--- START ---
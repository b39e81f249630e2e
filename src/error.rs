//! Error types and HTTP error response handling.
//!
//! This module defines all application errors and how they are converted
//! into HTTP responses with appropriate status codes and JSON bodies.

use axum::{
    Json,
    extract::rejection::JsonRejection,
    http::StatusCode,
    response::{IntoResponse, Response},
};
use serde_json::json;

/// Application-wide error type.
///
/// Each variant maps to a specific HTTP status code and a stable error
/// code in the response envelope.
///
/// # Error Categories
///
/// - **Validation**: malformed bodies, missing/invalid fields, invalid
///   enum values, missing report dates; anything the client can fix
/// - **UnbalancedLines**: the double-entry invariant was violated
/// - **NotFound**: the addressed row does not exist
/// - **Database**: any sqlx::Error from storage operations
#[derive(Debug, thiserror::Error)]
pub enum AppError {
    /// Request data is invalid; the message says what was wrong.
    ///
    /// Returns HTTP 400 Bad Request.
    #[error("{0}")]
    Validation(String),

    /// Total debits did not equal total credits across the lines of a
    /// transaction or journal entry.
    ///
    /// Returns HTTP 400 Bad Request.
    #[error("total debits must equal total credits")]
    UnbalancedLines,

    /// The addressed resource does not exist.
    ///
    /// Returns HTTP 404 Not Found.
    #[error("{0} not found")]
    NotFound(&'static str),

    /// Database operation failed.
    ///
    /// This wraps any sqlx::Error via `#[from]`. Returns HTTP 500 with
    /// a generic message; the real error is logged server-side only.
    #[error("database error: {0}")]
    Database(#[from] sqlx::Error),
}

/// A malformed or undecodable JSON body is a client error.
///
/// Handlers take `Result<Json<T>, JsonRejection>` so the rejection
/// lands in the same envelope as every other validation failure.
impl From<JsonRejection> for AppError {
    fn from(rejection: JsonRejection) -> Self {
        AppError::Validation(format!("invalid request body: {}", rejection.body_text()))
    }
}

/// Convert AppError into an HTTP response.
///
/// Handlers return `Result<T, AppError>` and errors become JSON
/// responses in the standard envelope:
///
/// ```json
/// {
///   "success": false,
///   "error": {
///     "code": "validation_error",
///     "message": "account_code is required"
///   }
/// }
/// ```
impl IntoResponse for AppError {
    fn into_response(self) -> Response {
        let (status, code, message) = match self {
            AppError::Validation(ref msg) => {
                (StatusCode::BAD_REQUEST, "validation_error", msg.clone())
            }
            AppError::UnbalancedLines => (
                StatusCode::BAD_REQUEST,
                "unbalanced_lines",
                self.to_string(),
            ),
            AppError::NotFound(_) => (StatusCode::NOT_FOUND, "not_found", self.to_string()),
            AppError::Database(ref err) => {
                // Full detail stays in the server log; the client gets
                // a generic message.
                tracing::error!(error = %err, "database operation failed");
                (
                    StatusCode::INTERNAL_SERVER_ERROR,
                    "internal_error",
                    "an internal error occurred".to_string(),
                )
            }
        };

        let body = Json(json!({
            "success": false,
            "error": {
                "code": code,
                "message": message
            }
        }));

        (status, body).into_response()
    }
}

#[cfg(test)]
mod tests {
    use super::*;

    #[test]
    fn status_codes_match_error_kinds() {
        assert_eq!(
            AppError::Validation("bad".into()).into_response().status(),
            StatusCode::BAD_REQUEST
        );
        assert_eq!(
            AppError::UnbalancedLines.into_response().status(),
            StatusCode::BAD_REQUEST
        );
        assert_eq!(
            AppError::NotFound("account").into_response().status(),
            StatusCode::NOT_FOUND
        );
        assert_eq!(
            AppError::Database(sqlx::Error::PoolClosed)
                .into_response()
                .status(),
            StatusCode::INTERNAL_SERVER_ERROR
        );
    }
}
--- END ---
TASK GOAL ▸
Retype all the material exactly as shown.

REPLY ▸
repository b39e81f249630e2e
filename src/error.rs
//! Error types and HTTP error response handling.
//!
//! This module defines all application errors and how they are converted
//! into HTTP responses with appropriate status codes and JSON bodies.

use axum::{
    Json,
    extract::rejection::JsonRejection,
    http::StatusCode,
    response::{IntoResponse, Response},
};
use serde_json::json;

/// Application-wide error type.
///
/// Each variant maps to a specific HTTP status code and a stable error
/// code in the response envelope.
///
/// # Error Categories
///
/// - **Validation**: malformed bodies, missing/invalid fields, invalid
///   enum values, missing report dates; anything the client can fix
/// - **UnbalancedLines**: the double-entry invariant was violated
/// - **NotFound**: the addressed row does not exist
/// - **Database**: any sqlx::Error from storage operations
#[derive(Debug, thiserror::Error)]
pub enum AppError {
    /// Request data is invalid; the message says what was wrong.
    ///
    /// Returns HTTP 400 Bad Request.
    #[error("{0}")]
    Validation(String),

    /// Total debits did not equal total credits across the lines of a
    /// transaction or journal entry.
    ///
    /// Returns HTTP 400 Bad Request.
    #[error("total debits must equal total credits")]
    UnbalancedLines,

    /// The addressed resource does not exist.
    ///
    /// Returns HTTP 404 Not Found.
    #[error("{0} not found")]
    NotFound(&'static str),

    /// Database operation failed.
    ///
    /// This wraps any sqlx::Error via `#[from]`. Returns HTTP 500 with
    /// a generic message; the real error is logged server-side only.
    #[error("database error: {0}")]
    Database(#[from] sqlx::Error),
}

/// A malformed or undecodable JSON body is a client error.
///
/// Handlers take `Result<Json<T>, JsonRejection>` so the rejection
/// lands in the same envelope as every other validation failure.
impl From<JsonRejection> for AppError {
    fn from(rejection: JsonRejection) -> Self {
        AppError::Validation(format!("invalid request body: {}", rejection.body_text()))
    }
}

/// Convert AppError into an HTTP response.
///
/// Handlers return `Result<T, AppError>` and errors become JSON
/// responses in the standard envelope:
///
/// ```json
/// {
///   "success": false,
///   "error": {
///     "code": "validation_error",
///     "message": "account_code is required"
///   }
/// }
/// ```
impl IntoResponse for AppError {
    fn into_response(self) -> Response {
        let (status, code, message) = match self {
            AppError::Validation(ref msg) => {
                (StatusCode::BAD_REQUEST, "validation_error", msg.clone())
            }
            AppError::UnbalancedLines => (
                StatusCode::BAD_REQUEST,
                "unbalanced_lines",
                self.to_string(),
            ),
            AppError::NotFound(_) => (StatusCode::NOT_FOUND, "not_found", self.to_string()),
            AppError::Database(ref err) => {
                // Full detail stays in the server log; the client gets
                // a generic message.
                tracing::error!(error = %err, "database operation failed");
                (
                    StatusCode::INTERNAL_SERVER_ERROR,
                    "internal_error",
                    "an internal error occurred".to_string(),
                )
            }
        };

        let body = Json(json!({
            "success": false,
            "error": {
                "code": code,
                "message": message
            }
        }));

        (status, body).into_response()
    }
}

#[cfg(test)]
mod tests {
    use super::*;

    #[test]
    fn status_codes_match_error_kinds() {
        assert_eq!(
            AppError::Validation("bad".into()).into_response().status(),
            StatusCode::BAD_REQUEST
        );
        assert_eq!(
            AppError::UnbalancedLines.into_response().status(),
            StatusCode::BAD_REQUEST
        );
        assert_eq!(
            AppError::NotFound("account").into_response().status(),
            StatusCode::NOT_FOUND
        );
        assert_eq!(
            AppError::Database(sqlx::Error::PoolClosed)
                .into_response()
                .status(),
            StatusCode::INTERNAL_SERVER_ERROR
        );
    }
}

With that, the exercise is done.